Key Takeaways
On Monday, March 19, 2024 Nvidia unveiled a groundbreaking new generation of artificial intelligence (AI) chips and accompanying software designed for running AI models. This significant announcement, made at Nvidia’s developer conference in San Jose, underscores the company’s ongoing efforts to establish itself as the premier supplier for AI enterprises.
Since the emergence of the AI boom in late 2022, catalyzed in part by OpenAI’s ChatGPT, Nvidia has experienced remarkable growth. The company’s share price has surged five-fold, while total sales have more than tripled. Nvidia’s high-end server GPUs play a vital role in both training and deploying large-scale AI models, making them indispensable for companies operating in the AI space. Notably, tech giants like Microsoft and Meta have invested billions of dollars in acquiring Nvidia‘s chips.
Nvidia has unveiled its latest generation of AI graphics processors, dubbed “Blackwell.” Leading this new lineup is the GB200 chip, set to be released later this year. With the introduction of Blackwell, Nvidia aims to entice customers with more powerful chips, sparking a wave of new orders. Notably, demand remains high for the current “Hopper” H100s and similar chips, as companies and software developers strive to secure these cutting-edge technologies.
Nvidia follows a biennial tradition of updating its GPU architecture, delivering significant performance leaps with each iteration. Many AI models introduced in the past year were trained using Nvidia’s Hopper architecture. This was particularly evident in chips like the H100, which was unveiled in 2022.
According to Nvidia, processors based on the Blackwell architecture, such as the GB200, offer a substantial performance boost for AI enterprises. They boast 20 petaflops in AI performance compared to the 4 petaflops of the H100. This enhanced processing power empowers AI companies to train larger and more complex models, enabling advancements in various fields.
A standout feature of the Blackwell chip is its dedicated “transformer engine,” tailored specifically to optimize the performance of transformer-based AI, a foundational technology utilized in platforms like ChatGPT.

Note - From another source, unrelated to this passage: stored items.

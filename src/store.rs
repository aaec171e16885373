//! In-memory record store.
//!
//! Records live in an index-addressable `Vec`; an id→slot map gives keyed
//! access. Each record carries its own once-settable compressed length, so the
//! parallel pre-pass writes only to the slot it owns and needs no shared lock.
//!
//! The store also acts as the working pool of canopy clustering: a separate
//! list of live slots shrinks as records are consumed into canopies. Removed
//! records stay in place (lookups and memoized lengths remain valid), they are
//! just no longer part of the pool.

use rand::Rng;
use rayon::prelude::*;
use std::collections::HashMap;
use std::path::Path;
use std::sync::OnceLock;

use crate::error::{CanopyError, Result};
use crate::oracle::NcdOracle;
use crate::types::RecordId;

/// A single sequence and its memoized compressed length.
#[derive(Debug)]
pub struct SequenceRecord {
    id: RecordId,
    raw: Vec<u8>,
    compressed_len: OnceLock<u64>,
}

impl SequenceRecord {
    pub fn new(id: RecordId, raw: Vec<u8>) -> Self {
        Self {
            id,
            raw,
            compressed_len: OnceLock::new(),
        }
    }

    pub fn id(&self) -> RecordId {
        self.id
    }

    pub fn raw(&self) -> &[u8] {
        &self.raw
    }

    /// Memoized compressed length, if it has been computed.
    pub fn compressed_len(&self) -> Option<u64> {
        self.compressed_len.get().copied()
    }

    /// Compute and memoize the compressed length if unset.
    ///
    /// Safe to call concurrently: if two threads race, both compute the same
    /// deterministic value and the first write wins.
    pub fn ensure_compressed(&self, oracle: &NcdOracle) -> Result<u64> {
        if let Some(&len) = self.compressed_len.get() {
            return Ok(len);
        }
        let len = oracle.compressed_length(&self.raw)?;
        Ok(*self.compressed_len.get_or_init(|| len))
    }
}

/// Mapping from `RecordId` to `SequenceRecord`, with a drainable pool view.
#[derive(Debug, Default)]
pub struct RecordStore {
    records: Vec<SequenceRecord>,
    slots: HashMap<RecordId, usize>,
    /// Slots still in the working pool.
    live: Vec<usize>,
    /// For each slot, its position in `live` (None once removed).
    live_pos: Vec<Option<usize>>,
}

impl RecordStore {
    pub fn new() -> Self {
        Self::default()
    }

    /// Load a record file (`id,sequence` per line, optionally gzipped).
    pub fn load(path: &Path) -> Result<Self> {
        crate::input::read_records(path)
    }

    /// Build a store from `(id, sequence)` pairs. Duplicate ids are rejected.
    pub fn from_records<I, S>(records: I) -> Result<Self>
    where
        I: IntoIterator<Item = (RecordId, S)>,
        S: Into<Vec<u8>>,
    {
        let mut store = Self::new();
        for (id, seq) in records {
            store.insert(id, seq.into())?;
        }
        Ok(store)
    }

    /// Add a record. The new record joins the working pool.
    pub fn insert(&mut self, id: RecordId, raw: Vec<u8>) -> Result<()> {
        if self.slots.contains_key(&id) {
            return Err(CanopyError::duplicate_record(id));
        }
        let slot = self.records.len();
        self.records.push(SequenceRecord::new(id, raw));
        self.slots.insert(id, slot);
        self.live_pos.push(Some(self.live.len()));
        self.live.push(slot);
        Ok(())
    }

    /// Look up any loaded record, whether or not it is still in the pool.
    pub fn get(&self, id: RecordId) -> Option<&SequenceRecord> {
        self.slots.get(&id).map(|&slot| &self.records[slot])
    }

    /// Look up a record or fail with a reference error.
    pub fn require(&self, id: RecordId, context: &str) -> Result<&SequenceRecord> {
        self.get(id)
            .ok_or_else(|| CanopyError::unknown_record(id, context))
    }

    /// Whether the record is loaded and still in the working pool.
    pub fn contains(&self, id: RecordId) -> bool {
        self.slots
            .get(&id)
            .is_some_and(|&slot| self.live_pos[slot].is_some())
    }

    /// Number of records in the working pool.
    pub fn len(&self) -> usize {
        self.live.len()
    }

    pub fn is_empty(&self) -> bool {
        self.live.is_empty()
    }

    /// Number of records loaded, including those drained from the pool.
    pub fn total_len(&self) -> usize {
        self.records.len()
    }

    /// Remove a record from the working pool. Returns false if it was not in
    /// the pool (unknown id or already removed).
    pub fn remove(&mut self, id: RecordId) -> bool {
        let Some(&slot) = self.slots.get(&id) else {
            return false;
        };
        let Some(pos) = self.live_pos[slot].take() else {
            return false;
        };
        self.live.swap_remove(pos);
        if let Some(&moved) = self.live.get(pos) {
            self.live_pos[moved] = Some(pos);
        }
        true
    }

    /// Draw a record uniformly from the working pool.
    pub fn pick_random<R: Rng + ?Sized>(&self, rng: &mut R) -> Option<RecordId> {
        if self.live.is_empty() {
            return None;
        }
        let pos = rng.gen_range(0..self.live.len());
        Some(self.records[self.live[pos]].id)
    }

    /// Ids in the working pool, in pool order.
    pub fn pool_ids(&self) -> Vec<RecordId> {
        self.live.iter().map(|&slot| self.records[slot].id).collect()
    }

    /// Records in the working pool, in pool order.
    pub fn iter(&self) -> impl Iterator<Item = &SequenceRecord> + '_ {
        self.live.iter().map(move |&slot| &self.records[slot])
    }

    /// Slots in the working pool. Used for the parallel sweep.
    pub(crate) fn live_slots(&self) -> &[usize] {
        &self.live
    }

    pub(crate) fn record_at(&self, slot: usize) -> &SequenceRecord {
        &self.records[slot]
    }

    /// Every loaded record, in load order.
    pub fn records(&self) -> &[SequenceRecord] {
        &self.records
    }

    /// Compute and memoize the compressed length of one record.
    pub fn ensure_compressed(&self, id: RecordId, oracle: &NcdOracle) -> Result<u64> {
        self.require(id, "compressed length lookup")?
            .ensure_compressed(oracle)
    }

    /// Memoize compressed lengths of every loaded record in parallel.
    ///
    /// Each worker touches only the memo cells of the records it was handed.
    pub fn precompute(&self, oracle: &NcdOracle) -> Result<()> {
        self.records
            .par_iter()
            .try_for_each(|record| record.ensure_compressed(oracle).map(|_| ()))
    }
}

Physically, the Blackwell GPU is notable for its large size. It integrates two separately manufactured dies into a single chip produced by TSMC. Nvidia will offer the Blackwell chip as part of a comprehensive server solution known as the GB200 NVLink 2, comprising 72 Blackwell GPUs along with other Nvidia components tailored for AI model training.
Tech giants including Amazon, Google, Microsoft, and Oracle are reportedly set to offer access to the GB200 through their cloud services. This cutting-edge chip combines two B200 Blackwell GPUs with an Arm-based Grace CPU. Nvidia disclosed that Amazon Web Services plans to construct a server cluster equipped with a staggering 20,000 GB200 chips.
According to Nvidia, this system can deploy a model with 27 trillion parameters, a significant advancement compared to even the largest existing models like GPT-4. The latter reportedly boasts 1.7 trillion parameters. Many AI researchers believe that larger models with increased parameters and data could unlock unprecedented capabilities.
Although Nvidia has not disclosed the pricing for the new GB200 or the systems it will be integrated into, estimates from analysts suggest that Nvidia’s Hopper-based H100 typically ranges between $25,000 and $40,000 per chip. So, the entire systems would cost up to $200,000.
Nvidia has also introduced a new offering called NIM, which is short for Nvidia Inference Microservice. This is part of Nvidia’s enterprise software subscription.
NIM simplifies the utilization of older Nvidia GPUs for inference tasks, which involve running AI software. This innovation allows companies to leverage their existing inventory of Nvidia GPUs, numbering in the hundreds of millions, for ongoing AI operations. Unlike the resource-intensive process of training new AI models, inference demands less computational power. NIM empowers companies to deploy their own AI models instead of relying on AI-as-a-service solutions offered by providers like OpenAI.
The overarching strategy is to encourage customers who invest in Nvidia-based servers to enroll in Nvidia enterprise, priced at $4,500 per GPU per year for a license.
Nvidia will collaborate with leading AI companies such as Microsoft and Hugging Face to optimize their AI models for compatibility with all eligible Nvidia chips. Subsequently, developers can efficiently deploy these models on their own servers or Nvidia’s cloud-based servers using NIM, streamlining the setup process without sacrificing performance.